Одно движение руки этой немолодой танцовщицы способно совершить чудеса. И ХIV век, и фрески в капелле Дель Арена в Падуе будто оживают, остальной мир перестает существовать, а музыка Гэвина Брайерса в хореопьесе Карлсон «Пороки и Добродетели (Джотто)» воспринимается звуками небес и песней ангелов. Один из балетов Карлсон для Парижской оперы, за который она получила балетный Оскар - приз Бенуа, назывался «Символы». Символы она творит и из собственного тела, мановением руки передавая несказанное, хореографией совершая таинственное религиозное действо.

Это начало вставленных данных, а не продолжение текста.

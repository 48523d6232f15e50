use std::sync::atomic::{AtomicI64, Ordering};

static LAST_SEED: AtomicI64 = AtomicI64::new(0);

/// Nanosecond clock reading, strictly increasing within the process.
///
/// Used for collection seeds and result seeds; two calls inside the same
/// nanosecond still get distinct values.
pub fn next_seed() -> i64 {
    let now = chrono::Utc::now().timestamp_nanos_opt().unwrap_or(0);
    let mut last = LAST_SEED.load(Ordering::SeqCst);
    loop {
        let next = now.max(last + 1);
        match LAST_SEED.compare_exchange(last, next, Ordering::SeqCst, Ordering::SeqCst) {
            Ok(_) => return next,
            Err(observed) => last = observed,
        }
    }
}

Тело, чтобы показать величие сакрального жеста, должно быть не просто умным – гениальным. Возможно лишь в сравнении с танцем самой Карлсон декларируемое в программке «равновесие между инь и ян, искусством боевых единоборств и созерцательностью дзен» в номере под названием «Ли» (хореография Карлсон), смотрится скучновато и усыпляюще монотонно. Исполнение двух молодых японских танцовщиков под бой барабанов и перезвоны традиционных музыкальных инструментов в этой танцпьессе спору нет, вполне профессионально, но не несет и сотой доли той необъяснимой энергетики, которой наполнены движения самой Карлсон продемонстрированные в предыдущем номере.
Ничего не стоящей выспренностью и пустой многозначительностью, воспринималась и новый получасовой балет Карлсон «Мандала» исполненный Сарой Орсели. Бывшая плавчиха с распущенными волосами напоминала древнюю пифию, безрезультатно пытаясь вызвать магические силы с помощью пассов руками и кружением в «сакральном круге, олицетворяющем вселенную». Но и здесь декларируемые слова о «жизни принимающей форму enso» заложенные в идею номера – оказывались лишь трескучими фразами. За манифестами и многозначительными жестами в таком не достигающем уровня самой Карлсон исполнении опять же смысл теряется и за символизмом движений ничего уже не стоит.